Mr. Cash sat down in his leather jacket.
“You see, I am the Blue Hawk Company. Seven years ago I was a motor mechanic.”
His little eyes were little hard points of light. He seemed to swell in his leather jacket like some fat and efficient grub, and almost she could hear him saying: “Guts. Yes, I had the stuff in me.” She was aware of his little eyes observing that blemish on her cheek, and she realized that she was the subject of inward comment.
“Got him in there, haven’t you?”
“Yes.”
“Hospital case, surely?”
“It seemed so hopeless, Mr. Cash, that we—”
“I see. Very kind of you, I’m sure. You can take it from me that I’ll pay the doctor’s bill and all that. Insured, of course. I’m just going to look at the smash before it gets dark. Preferred to come myself.”
She saw the creases melt out of his leather coat as he rose, but even though he filled her with a cold, dispassionate repugnance, she knew that there were questions she wished to ask him.
“Just one moment, Mr. Cash. I think you said the name was Strange?”
“Yes, Strange.”
“I have been wondering about his relations.”
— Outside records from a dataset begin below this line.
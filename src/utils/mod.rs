pub mod error;
pub mod text;
#[cfg(test)]
mod tests {
    use super::*;

    fn snapshot(price: &str, sizes: Vec<SizeAvailability>) -> ProductSnapshot {
        ProductSnapshot {
            site: Site::Zara,
            url: "https://www.zara.com/pt/pt/casaco-p02753752.html".to_string(),
            name: "Casaco".to_string(),
            current_price: Decimal::from_str(price).unwrap(),
            reference_price: None,
            discount_percent: None,
            sizes,
            image_url: Some("https://static.zara.net/x.jpg".to_string()),
            captured_at: Utc::now(),
        }
    }

    #[tokio::test]
    async fn test_first_snapshot_is_baseline_not_change() {
        let gateway = SqliteGateway::in_memory().await.unwrap();
        let snap = snapshot("39.95", vec![SizeAvailability::in_stock("S")]);

        let change = gateway.record_snapshot(&snap).await.unwrap();
        assert!(change.first_seen);
        assert!(!change.price_changed);
        assert!(!change.stock_changed);

        let product = gateway
            .find_product_by_url(&snap.url)
            .await
            .unwrap()
            .unwrap();
        assert_eq!(product.current_price, Decimal::from_str("39.95").unwrap());
        assert_eq!(product.site, Site::Zara);
    }

    #[tokio::test]
    async fn test_identical_rescrape_appends_nothing() {
        let gateway = SqliteGateway::in_memory().await.unwrap();
        let snap = snapshot("39.95", vec![SizeAvailability::in_stock("S")]);

        gateway.record_snapshot(&snap).await.unwrap();
        let change = gateway.record_snapshot(&snap).await.unwrap();

        assert!(!change.first_seen);
        assert!(!change.price_changed);
        assert!(!change.stock_changed);

        let price_rows: i64 = sqlx::query_scalar("SELECT COUNT(*) FROM price_history")
            .fetch_one(&gateway.pool)
            .await
            .unwrap();
        let stock_rows: i64 = sqlx::query_scalar("SELECT COUNT(*) FROM stock_history")
            .fetch_one(&gateway.pool)
            .await
            .unwrap();
        assert_eq!(price_rows, 1);
        assert_eq!(stock_rows, 1);
    }

    #[tokio::test]
    async fn test_price_drop_appends_history() {
        let gateway = SqliteGateway::in_memory().await.unwrap();
        let sizes = vec![SizeAvailability::in_stock("S")];

        gateway
            .record_snapshot(&snapshot("49.95", sizes.clone()))
            .await
            .unwrap();
        let change = gateway
            .record_snapshot(&snapshot("39.95", sizes))
            .await
            .unwrap();

        assert!(!change.first_seen);
        assert!(change.price_changed);
        assert!(!change.stock_changed);

        let price_rows: i64 = sqlx::query_scalar("SELECT COUNT(*) FROM price_history")
            .fetch_one(&gateway.pool)
            .await
            .unwrap();
        assert_eq!(price_rows, 2);
    }

    #[tokio::test]
    async fn test_stock_change_appends_history() {
        let gateway = SqliteGateway::in_memory().await.unwrap();

        gateway
            .record_snapshot(&snapshot("39.95", vec![SizeAvailability::in_stock("S")]))
            .await
            .unwrap();
        let change = gateway
            .record_snapshot(&snapshot("39.95", vec![SizeAvailability::out_of_stock("S")]))
            .await
            .unwrap();

        assert!(!change.price_changed);
        assert!(change.stock_changed);
    }

    mockall::mock! {
        Gateway {}

        #[async_trait]
        impl StorageGateway for Gateway {
            async fn find_product_by_url(&self, url: &str) -> Result<Option<TrackedProduct>>;
            async fn upsert_product(&self, snapshot: &ProductSnapshot) -> Result<TrackedProduct>;
            async fn append_price_history_if_changed(
                &self,
                product_id: &str,
                snapshot: &ProductSnapshot,
            ) -> Result<bool>;
            async fn append_stock_snapshot_if_changed(
                &self,
                product_id: &str,
                snapshot: &ProductSnapshot,
            ) -> Result<bool>;
        }
    }

    fn tracked(snapshot: &ProductSnapshot) -> TrackedProduct {
        TrackedProduct {
            id: "abc123".to_string(),
            site: snapshot.site,
            url: snapshot.url.clone(),
            name: snapshot.name.clone(),
            current_price: snapshot.current_price,
            reference_price: snapshot.reference_price,
            discount_percent: snapshot.discount_percent,
            image_url: snapshot.image_url.clone(),
            first_seen_at: Utc::now(),
            last_seen_at: Utc::now(),
        }
    }

    #[tokio::test]
    async fn test_change_summary_composition_on_known_product() {
        let snap = snapshot("29.95", vec![SizeAvailability::in_stock("S")]);
        let existing = tracked(&snap);

        let mut mock = MockGateway::new();
        mock.expect_find_product_by_url()
            .returning(move |_| Ok(Some(existing.clone())));
        let upserted = tracked(&snap);
        mock.expect_upsert_product()
            .returning(move |_| Ok(upserted.clone()));
        mock.expect_append_price_history_if_changed()
            .returning(|_, _| Ok(true));
        mock.expect_append_stock_snapshot_if_changed()
            .returning(|_, _| Ok(false));

        let change = mock.record_snapshot(&snap).await.unwrap();
        assert!(!change.first_seen);
        assert!(change.price_changed);
        assert!(!change.stock_changed);
    }

    #[tokio::test]
    async fn test_baseline_appends_never_count_as_changes() {
        let snap = snapshot("29.95", vec![SizeAvailability::in_stock("S")]);

        let mut mock = MockGateway::new();
        mock.expect_find_product_by_url().returning(|_| Ok(None));
        let upserted = tracked(&snap);
        mock.expect_upsert_product()
            .returning(move |_| Ok(upserted.clone()));
        // Both histories get their first row, yet nothing "changed".
        mock.expect_append_price_history_if_changed()
            .returning(|_, _| Ok(true));
        mock.expect_append_stock_snapshot_if_changed()
            .returning(|_, _| Ok(true));

        let change = mock.record_snapshot(&snap).await.unwrap();
        assert!(change.first_seen);
        assert!(!change.price_changed);
        assert!(!change.stock_changed);
    }

    #[tokio::test]
    async fn test_memory_gateway_matches_sqlite_semantics() {
        let gateway = MemoryGateway::new();
        let snap = snapshot("39.95", vec![SizeAvailability::low("M")]);

        let first = gateway.record_snapshot(&snap).await.unwrap();
        assert!(first.first_seen);

        let second = gateway.record_snapshot(&snap).await.unwrap();
        assert!(!second.first_seen);
        assert!(!second.price_changed);
        assert!(!second.stock_changed);

        assert_eq!(gateway.product_count(), 1);
        assert_eq!(gateway.history_counts(&snap.url), (1, 1));
    }
}
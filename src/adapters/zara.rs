use once_cell::sync::Lazy;
use regex::Regex;
use scraper::{ElementRef, Html, Selector};
use std::time::Duration;
use url::Url;

use crate::adapters::{map_size_state, Candidate, SelectorChain, SiteAdapter};
use crate::browser::PageHandle;
use crate::models::{ExtractedProduct, Site, SizeAvailability, UNKNOWN_NAME};
use crate::utils::error::Result;
use crate::utils::text::{parse_discount_percent, parse_price};

/// Zara product paths end in a `p`-prefixed numeric product id:
/// `/pt/pt/casaco-p02753752.html`.
static PRODUCT_PATH: Lazy<Regex> = Lazy::new(|| Regex::new(r"-p(\d{6,})\.html$").unwrap());

const NAME_CHAIN: SelectorChain = SelectorChain::new(
    "name",
    &[
        Candidate::text(r#"h1[data-qa-qualifier="product-detail-info-name"]"#),
        Candidate::text("h1.product-detail-info__header-name"),
        Candidate::attr(r#"meta[property="og:title"]"#, "content"),
    ],
);

const CURRENT_PRICE_CHAIN: SelectorChain = SelectorChain::new(
    "current_price",
    &[
        Candidate::text(r#"span[data-qa-qualifier="price-amount-current"] .money-amount__main"#),
        Candidate::text(".price-current__amount .money-amount__main"),
        Candidate::text(".price__amount .money-amount__main"),
    ],
);

const REFERENCE_PRICE_CHAIN: SelectorChain = SelectorChain::new(
    "reference_price",
    &[
        Candidate::text(r#"span[data-qa-qualifier="price-amount-old"] .money-amount__main"#),
        Candidate::text(".price-old__amount .money-amount__main"),
    ],
);

const DISCOUNT_CHAIN: SelectorChain = SelectorChain::new(
    "discount",
    &[
        Candidate::text(r#"span[data-qa-qualifier="price-discount-percentage"]"#),
        Candidate::text(".price-current__discount-percentage"),
    ],
);

const IMAGE_CHAIN: SelectorChain = SelectorChain::new(
    "image",
    &[
        Candidate::attr(r#"meta[property="og:image"]"#, "content"),
        Candidate::attr("picture.media-image img", "src"),
    ],
);

/// Size rows, most specific markup generation first.
const SIZE_ROW_SELECTORS: [&str; 2] = [
    r#"[data-qa-qualifier="size-selector-sizes-size"]"#,
    "li.size-selector-sizes-size",
];

const SIZE_LABEL_SELECTORS: [&str; 2] = [
    r#"[data-qa-qualifier="size-selector-sizes-size-label"]"#,
    ".size-selector-sizes-size__label",
];

pub struct ZaraAdapter;

impl SiteAdapter for ZaraAdapter {
    fn site(&self) -> Site {
        Site::Zara
    }

    fn validate_url(&self, url: &str) -> bool {
        match Url::parse(url) {
            Ok(parsed) => PRODUCT_PATH.is_match(parsed.path()),
            Err(_) => false,
        }
    }

    /// The size list is rendered only after the selector is opened.
    fn prepare_page(&self, page: &PageHandle) -> Result<()> {
        page.evaluate(
            r#"
            (() => {
                const trigger = document.querySelector(
                    'button[data-qa-action="size-selector-show"], .product-detail-size-info__main-label'
                );
                if (trigger) { trigger.click(); return true; }
                return false;
            })();
            "#,
        )?;
        page.wait_for(SIZE_ROW_SELECTORS[1], Duration::from_secs(3))?;
        Ok(())
    }

    fn extract(&self, html: &str, _url: &str) -> ExtractedProduct {
        let document = Html::parse_document(html);

        ExtractedProduct {
            name: NAME_CHAIN
                .first_match(&document)
                .unwrap_or_else(|| UNKNOWN_NAME.to_string()),
            current_price: CURRENT_PRICE_CHAIN
                .first_match(&document)
                .as_deref()
                .and_then(parse_price),
            reference_price: REFERENCE_PRICE_CHAIN
                .first_match(&document)
                .as_deref()
                .and_then(parse_price),
            discount_percent: DISCOUNT_CHAIN
                .first_match(&document)
                .as_deref()
                .and_then(parse_discount_percent),
            sizes: extract_sizes(&document),
            image_url: IMAGE_CHAIN.first_match(&document),
        }
    }
}

fn extract_sizes(document: &Html) -> Vec<SizeAvailability> {
    for row_selector in SIZE_ROW_SELECTORS {
        let Ok(selector) = Selector::parse(row_selector) else {
            continue;
        };
        let rows: Vec<ElementRef<'_>> = document.select(&selector).collect();
        if rows.is_empty() {
            continue;
        }
        return rows.iter().filter_map(|row| extract_size_row(row)).collect();
    }
    Vec::new()
}

fn extract_size_row(row: &ElementRef<'_>) -> Option<SizeAvailability> {
    let label = first_text(row, &SIZE_LABEL_SELECTORS)
        .or_else(|| {
            let text = row.text().collect::<Vec<_>>().join(" ").trim().to_string();
            (!text.is_empty()).then_some(text)
        })?;

    let button = Selector::parse("button").ok()?;
    let (action_tag, disabled) = match row.select(&button).next() {
        Some(btn) => (
            btn.value().attr("data-qa-action").map(str::to_string),
            btn.value().attr("disabled").is_some()
                || btn.value().attr("class").is_some_and(|c| c.contains("disabled")),
        ),
        None => (
            row.value().attr("data-qa-action").map(str::to_string),
            row.value().attr("class").is_some_and(|c| c.contains("disabled")),
        ),
    };

    let mut size = map_size_state(action_tag.as_deref(), disabled);
    size.label = label;
    Some(size)
}

fn first_text(row: &ElementRef<'_>, selectors: &[&str]) -> Option<String> {
    for raw in selectors {
        let Ok(selector) = Selector::parse(raw) else {
            continue;
        };
        if let Some(element) = row.select(&selector).next() {
            let text = element.text().collect::<Vec<_>>().join(" ").trim().to_string();
            if !text.is_empty() {
                return Some(text);
            }
        }
    }
    None
}
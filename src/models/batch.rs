use chrono::{DateTime, Utc};
use serde::{Deserialize, Serialize};

use crate::models::{generate_id, ChangeSummary, ProductSnapshot};

/// Terminal failure classes for one scrape attempt.
#[derive(Debug, Clone, Copy, Serialize, Deserialize, PartialEq, Eq)]
#[serde(rename_all = "snake_case")]
pub enum FailureKind {
    /// HTTP 403: the IP or session is flagged. Back off substantially.
    Blocked,
    /// An anti-bot interstitial was served. The session needs a manual warm-up.
    Challenge,
    /// Navigation exceeded the configured timeout. Safe to retry shortly.
    Timeout,
    /// Markup drift: the adapter's selectors no longer match. Needs maintenance.
    ParseError,
    /// Anything else, with the underlying message attached to the outcome.
    Unknown,
}

impl FailureKind {
    /// Status code a trigger layer should surface for this failure.
    pub fn http_status(self) -> u16 {
        match self {
            FailureKind::Blocked | FailureKind::Challenge => 403,
            FailureKind::Timeout => 504,
            FailureKind::ParseError => 422,
            FailureKind::Unknown => 500,
        }
    }
}

/// Result of one `scrape` call. Failures are values, never panics or errors.
#[derive(Debug, Clone, Serialize, Deserialize, PartialEq)]
#[serde(tag = "outcome", rename_all = "snake_case")]
pub enum ScrapeOutcome {
    Success {
        snapshot: ProductSnapshot,
        /// Present when the snapshot was persisted; says what actually changed.
        change: Option<ChangeSummary>,
    },
    /// Caller error: unknown site or invalid product URL. No network activity.
    Rejected { reason: String },
    Failed {
        kind: FailureKind,
        message: String,
        /// Captured page HTML, retained for offline diagnosis of parse failures.
        #[serde(skip_serializing_if = "Option::is_none")]
        raw_html: Option<String>,
    },
}

impl ScrapeOutcome {
    pub fn failed(kind: FailureKind, message: impl Into<String>) -> Self {
        ScrapeOutcome::Failed {
            kind,
            message: message.into(),
            raw_html: None,
        }
    }

    pub fn is_success(&self) -> bool {
        matches!(self, ScrapeOutcome::Success { .. })
    }

    /// Status code for trigger layers; 200 on success, 400 on rejection.
    pub fn http_status(&self) -> u16 {
        match self {
            ScrapeOutcome::Success { .. } => 200,
            ScrapeOutcome::Rejected { .. } => 400,
            ScrapeOutcome::Failed { kind, .. } => kind.http_status(),
        }
    }
}

/// Options for a single scrape attempt.
#[derive(Debug, Clone, Serialize, Deserialize)]
pub struct ScrapeOptions {
    pub headless: bool,
    /// Hand the snapshot to the storage gateway on success.
    pub persist: bool,
    pub timeout_secs: u64,
}

impl Default for ScrapeOptions {
    fn default() -> Self {
        Self {
            headless: true,
            persist: true,
            timeout_secs: 45,
        }
    }
}

/// Execution policy for a batch run.
#[derive(Debug, Clone, Serialize, Deserialize)]
pub struct BatchOptions {
    pub scrape: ScrapeOptions,
    /// Uniform random inter-request delay, milliseconds (inclusive bounds).
    pub delay_range_ms: (u64, u64),
}

impl Default for BatchOptions {
    fn default() -> Self {
        Self {
            scrape: ScrapeOptions::default(),
            delay_range_ms: (3_000, 9_000),
        }
    }
}

/// An ordered multi-URL run and its accumulated per-URL outcomes.
#[derive(Debug, Clone, Serialize, Deserialize)]
pub struct BatchJob {
    pub id: String,
    pub urls: Vec<String>,
    pub options: BatchOptions,
    pub outcomes: Vec<ScrapeOutcome>,
    pub started_at: DateTime<Utc>,
}

impl BatchJob {
    pub fn new(urls: Vec<String>, options: BatchOptions) -> Self {
        Self {
            id: generate_id(),
            urls,
            options,
            outcomes: Vec::new(),
            started_at: Utc::now(),
        }
    }

    pub fn record(&mut self, outcome: ScrapeOutcome) {
        self.outcomes.push(outcome);
    }

    pub fn is_complete(&self) -> bool {
        self.outcomes.len() == self.urls.len()
    }

    pub fn succeeded(&self) -> usize {
        self.outcomes.iter().filter(|o| o.is_success()).count()
    }
}

#[cfg(test)]
mod tests {
    use super::*;

    #[test]
    fn test_failure_kind_status_mapping() {
        assert_eq!(FailureKind::Blocked.http_status(), 403);
        assert_eq!(FailureKind::Challenge.http_status(), 403);
        assert_eq!(FailureKind::Timeout.http_status(), 504);
        assert_eq!(FailureKind::ParseError.http_status(), 422);
        assert_eq!(FailureKind::Unknown.http_status(), 500);
    }

    #[test]
    fn test_outcome_status_mapping() {
        let rejected = ScrapeOutcome::Rejected {
            reason: "unknown site".to_string(),
        };
        assert_eq!(rejected.http_status(), 400);
        assert!(!rejected.is_success());

        let failed = ScrapeOutcome::failed(FailureKind::Timeout, "navigation timed out");
        assert_eq!(failed.http_status(), 504);
    }

    #[test]
    fn test_batch_job_accumulation() {
        let urls = vec!["a".to_string(), "b".to_string()];
        let mut job = BatchJob::new(urls, BatchOptions::default());

        assert!(!job.is_complete());
        job.record(ScrapeOutcome::failed(FailureKind::Unknown, "boom"));
        job.record(ScrapeOutcome::Rejected {
            reason: "bad url".to_string(),
        });
        assert!(job.is_complete());
        assert_eq!(job.succeeded(), 0);
    }

    #[test]
    fn test_outcome_serialization_tags() {
        let outcome = ScrapeOutcome::failed(FailureKind::Challenge, "interstitial");
        let json = serde_json::to_string(&outcome).unwrap();
        assert!(json.contains("\"outcome\":\"failed\""));
        assert!(json.contains("\"challenge\""));
        // raw_html is omitted when absent
        assert!(!json.contains("raw_html"));
    }
}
“You needn’t. So far as I know he hasn’t got any. Just as well perhaps.”
“No relations at all?”
“Well, I believe he has a sister or something in South Africa. Common or garden orphan, miss, one of those lads who are left with just enough money to keep them in carnations. Don’t know much about him beyond that. He’s been with us about six months; quiet sort of lad, good pilot, never gave me any trouble. Yes, now you’ve dug into it, miss, it does raise a bit of a problem.”
His stubby fingers were at work on the buttons of his leather coat.
“Excuse me; finding this rather hot. My bus cruises at fifty. Yes, as we were saying, this does raise a bit of a problem.”
“You mean, what to do—?”
“With his insurance money. I suppose that’s up to the Insurance Company. Next of kin, what? Just like the war.”
She was conscious of wanting to be relieved of Mr. Cash’s presence. He had removed his coat, and discovered to her a green and grey check sports jacket, a blue pullover, and a collar and tie whose colours clashed. More and more she was feeling him to be like some gross and greedily efficient maggot that would eat the green heart out of life.
She said: “I think I understand. Please don’t let me detain you, Mr. Cash. No doubt you wish to examine the wreckage.”
“That’s quite O.K., miss. Bound to be an inquiry. He was flying back empty from Le Bourget. Special charter to take a big financial bug to Paris. Much obliged to you. I expect the police will notify me. Good day to you.”
But in the doorway he turned and smiled at her.
“Well, that’s silly. Just where is the wreckage? Forgot to ask.”
“If you go through that gate and over the hill, you will see it just by four oak trees.”
“Much obliged. I’ve got my technical chap in the car. I’ll give him a shout. Good day.”
She watched him go out into the garden, and heard him shout.
“Hi, Balders, round ’ere.”
And when silence returned to the garden she realized that the blackbird was still singing.